─── DATA LISTING

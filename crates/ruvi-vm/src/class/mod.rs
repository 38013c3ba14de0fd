// SPDX-License-Identifier: GPL-3.0-or-later
// Copyright 2026 The Ruvi Authors

//! Class and method registry.
//!
//! Classes are pool objects created at init (built-ins) or by the
//! `CLASS` opcode (user classes); they live for the process lifetime
//! and are exempt from reference counting. Each class carries a
//! singly-linked method list; definition prepends, so a redefinition
//! shadows the old entry and open classes behave like the source
//! language. Lookup walks the method list, then the superclass chain;
//! the first hit wins and no linearization is performed.

#[cfg(test)]
mod class_test;

use crate::memory::Memory;
use crate::pool::{OWNER_SYSTEM, Pool};
use crate::symbol::SymId;
use crate::types::Addr;
use crate::value::{ObjHead, Value, handle_kind, handle_kind_of, kv_new, tag};

/// A class object in pool memory.
#[repr(C)]
#[derive(Clone, Copy, Debug)]
pub struct ClassObj {
    pub head: ObjHead,
    /// Class name (raw symbol id).
    pub name: u32,
    /// Superclass, null only for the root (`Object`).
    pub superclass: Addr,
    /// Head of the method entry list, null when empty.
    pub methods: Addr,
    /// Class-variable store.
    pub cvars: Addr,
    /// Next class in the registry chain.
    pub next: Addr,
}

/// One method list entry.
#[repr(C)]
#[derive(Clone, Copy, Debug)]
struct MethodEnt {
    next: Addr,
    sym: u32,
    /// 0 = builtin, 1 = bytecode.
    kind: u32,
    /// Builtin id or IREP address.
    body: u32,
}

const KIND_BUILTIN: u32 = 0;
const KIND_IREP: u32 = 1;

/// A method body: native code by dispatch id, or a bytecode IREP.
#[derive(Clone, Copy, Debug, PartialEq, Eq)]
pub enum MethodBody {
    /// Index into the builtin dispatch table.
    Builtin(u16),
    /// Pool address of the method's IREP.
    Irep(Addr),
}

/// Addresses of the built-in classes, fixed at init.
#[derive(Clone, Copy, Debug, Default)]
pub struct BuiltinClasses {
    pub object: Addr,
    pub nil_cls: Addr,
    pub true_cls: Addr,
    pub false_cls: Addr,
    pub integer: Addr,
    pub float: Addr,
    pub symbol: Addr,
    pub string: Addr,
    pub array: Addr,
    pub hash: Addr,
    pub range: Addr,
    pub proc_cls: Addr,
    pub class_cls: Addr,
    pub exception: Addr,
    pub standard_error: Addr,
    pub runtime_error: Addr,
    pub type_error: Addr,
    pub zero_division_error: Addr,
    pub argument_error: Addr,
    pub index_error: Addr,
    pub name_error: Addr,
    pub no_method_error: Addr,
    pub no_memory_error: Addr,
    pub task: Addr,
    pub mutex: Addr,
}

/// The class registry.
pub struct ClassTable {
    /// Chain of all classes for name lookup.
    head: Addr,
    /// Fixed built-in class addresses.
    pub builtin: BuiltinClasses,
}

impl ClassTable {
    /// An empty registry; built-ins are created during bootstrap.
    #[must_use]
    pub const fn new() -> Self {
        Self {
            head: Addr::null(),
            builtin: BuiltinClasses {
                object: Addr::null(),
                nil_cls: Addr::null(),
                true_cls: Addr::null(),
                false_cls: Addr::null(),
                integer: Addr::null(),
                float: Addr::null(),
                symbol: Addr::null(),
                string: Addr::null(),
                array: Addr::null(),
                hash: Addr::null(),
                range: Addr::null(),
                proc_cls: Addr::null(),
                class_cls: Addr::null(),
                exception: Addr::null(),
                standard_error: Addr::null(),
                runtime_error: Addr::null(),
                type_error: Addr::null(),
                zero_division_error: Addr::null(),
                argument_error: Addr::null(),
                index_error: Addr::null(),
                name_error: Addr::null(),
                no_method_error: Addr::null(),
                no_memory_error: Addr::null(),
                task: Addr::null(),
                mutex: Addr::null(),
            },
        }
    }

    /// Create class `name < superclass`, or return it when it already
    /// exists (open classes). A null superclass means `Object`, except
    /// for the root itself.
    pub fn define_class<M: Memory>(
        &mut self,
        pool: &mut Pool,
        mem: &mut M,
        name: SymId,
        superclass: Addr,
    ) -> Option<Addr> {
        if let Some(existing) = self.find_class(mem, name) {
            return Some(existing);
        }
        let superclass = if superclass.is_null() && !self.builtin.object.is_null() {
            self.builtin.object
        } else {
            superclass
        };
        let cvars = kv_new(pool, mem, OWNER_SYSTEM, 0)?;
        let addr = pool.alloc(mem, core::mem::size_of::<ClassObj>() as u32, OWNER_SYSTEM)?;
        mem.write(
            addr,
            ClassObj {
                head: ObjHead::new(tag::CLASS),
                name: u32::from(name.as_u16()),
                superclass,
                methods: Addr::null(),
                cvars,
                next: self.head,
            },
        );
        self.head = addr;
        Some(addr)
    }

    /// Find a class by name symbol.
    #[must_use]
    pub fn find_class<M: Memory>(&self, mem: &M, name: SymId) -> Option<Addr> {
        let mut at = self.head;
        while !at.is_null() {
            let cls: ClassObj = mem.read(at);
            if cls.name == u32::from(name.as_u16()) {
                return Some(at);
            }
            at = cls.next;
        }
        None
    }

    /// Prepend a method entry to `class`.
    pub fn define_method<M: Memory>(
        &self,
        pool: &mut Pool,
        mem: &mut M,
        class: Addr,
        sym: SymId,
        body: MethodBody,
    ) -> Option<()> {
        let (kind, raw) = match body {
            MethodBody::Builtin(id) => (KIND_BUILTIN, u32::from(id)),
            MethodBody::Irep(irep) => (KIND_IREP, irep.as_u32()),
        };
        let mut cls: ClassObj = mem.read(class);
        let ent = pool.alloc(mem, core::mem::size_of::<MethodEnt>() as u32, OWNER_SYSTEM)?;
        mem.write(
            ent,
            MethodEnt {
                next: cls.methods,
                sym: u32::from(sym.as_u16()),
                kind,
                body: raw,
            },
        );
        cls.methods = ent;
        mem.write(class, cls);
        Some(())
    }

    /// Resolve `sym` starting at `class`, walking the superclass chain.
    ///
    /// Returns the body and the class the method was found on (the
    /// caller's `own_class` for `super` resolution).
    #[must_use]
    pub fn find_method<M: Memory>(
        &self,
        mem: &M,
        class: Addr,
        sym: SymId,
    ) -> Option<(MethodBody, Addr)> {
        let mut cls_at = class;
        while !cls_at.is_null() {
            let cls: ClassObj = mem.read(cls_at);
            let mut ent_at = cls.methods;
            while !ent_at.is_null() {
                let ent: MethodEnt = mem.read(ent_at);
                if ent.sym == u32::from(sym.as_u16()) {
                    let body = if ent.kind == KIND_BUILTIN {
                        MethodBody::Builtin(ent.body as u16)
                    } else {
                        MethodBody::Irep(Addr::new(ent.body))
                    };
                    return Some((body, cls_at));
                }
                ent_at = ent.next;
            }
            cls_at = cls.superclass;
        }
        None
    }

    /// Whether `class` is `target` or inherits from it.
    #[must_use]
    pub fn is_kind_of<M: Memory>(&self, mem: &M, class: Addr, target: Addr) -> bool {
        let mut at = class;
        while !at.is_null() {
            if at == target {
                return true;
            }
            let cls: ClassObj = mem.read(at);
            at = cls.superclass;
        }
        false
    }

    /// The class that method lookup starts at for a receiver.
    ///
    /// A class receiver starts at itself: instance and "class side"
    /// methods share one table, which is how `A.new` reaches the
    /// definition on `Object`.
    #[must_use]
    pub fn class_of<M: Memory>(&self, mem: &M, v: Value) -> Addr {
        let b = &self.builtin;
        match v {
            Value::Empty | Value::Nil => b.nil_cls,
            Value::Bool(true) => b.true_cls,
            Value::Bool(false) => b.false_cls,
            Value::Int(_) => b.integer,
            Value::Float(_) => b.float,
            Value::Symbol(_) => b.symbol,
            Value::String(_) => b.string,
            Value::Array(_) => b.array,
            Value::Hash(_) => b.hash,
            Value::Range(_) => b.range,
            Value::Proc(_) => b.proc_cls,
            Value::Class(addr) => addr,
            Value::Object(addr) => {
                let inst: crate::value::HeapInstance = mem.read(addr);
                inst.class
            }
            Value::Exception(addr) => {
                let exc: crate::value::HeapException = mem.read(addr);
                exc.class
            }
            Value::Handle(addr) => {
                if handle_kind_of(mem, addr) == handle_kind::TASK {
                    b.task
                } else {
                    b.mutex
                }
            }
        }
    }
}

impl Default for ClassTable {
    fn default() -> Self {
        Self::new()
    }
}

/// The name symbol of the class at `addr`.
#[must_use]
pub fn class_name<M: Memory>(mem: &M, addr: Addr) -> SymId {
    if addr.is_null() {
        return SymId::new(0);
    }
    let cls: ClassObj = mem.read(addr);
    SymId::new(cls.name as u16)
}

/// Read the class-variable store address of `class`.
#[must_use]
pub fn class_cvars<M: Memory>(mem: &M, class: Addr) -> Addr {
    let cls: ClassObj = mem.read(class);
    cls.cvars
}

/// Write back a (possibly moved) class-variable store address.
pub fn set_class_cvars<M: Memory>(mem: &mut M, class: Addr, cvars: Addr) {
    let mut cls: ClassObj = mem.read(class);
    cls.cvars = cvars;
    mem.write(class, cls);
}

/// Superclass of the class at `addr` (null for the root).
#[must_use]
pub fn class_super<M: Memory>(mem: &M, addr: Addr) -> Addr {
    let cls: ClassObj = mem.read(addr);
    cls.superclass
}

──────

● **AIM OF THE TASK**
Only the lines from the beginning of the listing through the line containing "method list entry." are wanted, each restated word for word.

● **RESPONSE TO THE TASK**
filename crates/ruvi-vm/src/class/mod.rs
repository 38013c3ba14de0fd
// SPDX-License-Identifier: GPL-3.0-or-later
// Copyright 2026 The Ruvi Authors

//! Class and method registry.
//!
//! Classes are pool objects created at init (built-ins) or by the
//! `CLASS` opcode (user classes); they live for the process lifetime
//! and are exempt from reference counting. Each class carries a
//! singly-linked method list; definition prepends, so a redefinition
//! shadows the old entry and open classes behave like the source
//! language. Lookup walks the method list, then the superclass chain;
//! the first hit wins and no linearization is performed.

#[cfg(test)]
mod class_test;

use crate::memory::Memory;
use crate::pool::{OWNER_SYSTEM, Pool};
use crate::symbol::SymId;
use crate::types::Addr;
use crate::value::{ObjHead, Value, handle_kind, handle_kind_of, kv_new, tag};

/// A class object in pool memory.
#[repr(C)]
#[derive(Clone, Copy, Debug)]
pub struct ClassObj {
    pub head: ObjHead,
    /// Class name (raw symbol id).
    pub name: u32,
    /// Superclass, null only for the root (`Object`).
    pub superclass: Addr,
    /// Head of the method entry list, null when empty.
    pub methods: Addr,
    /// Class-variable store.
    pub cvars: Addr,
    /// Next class in the registry chain.
    pub next: Addr,
}

/// One method list entry.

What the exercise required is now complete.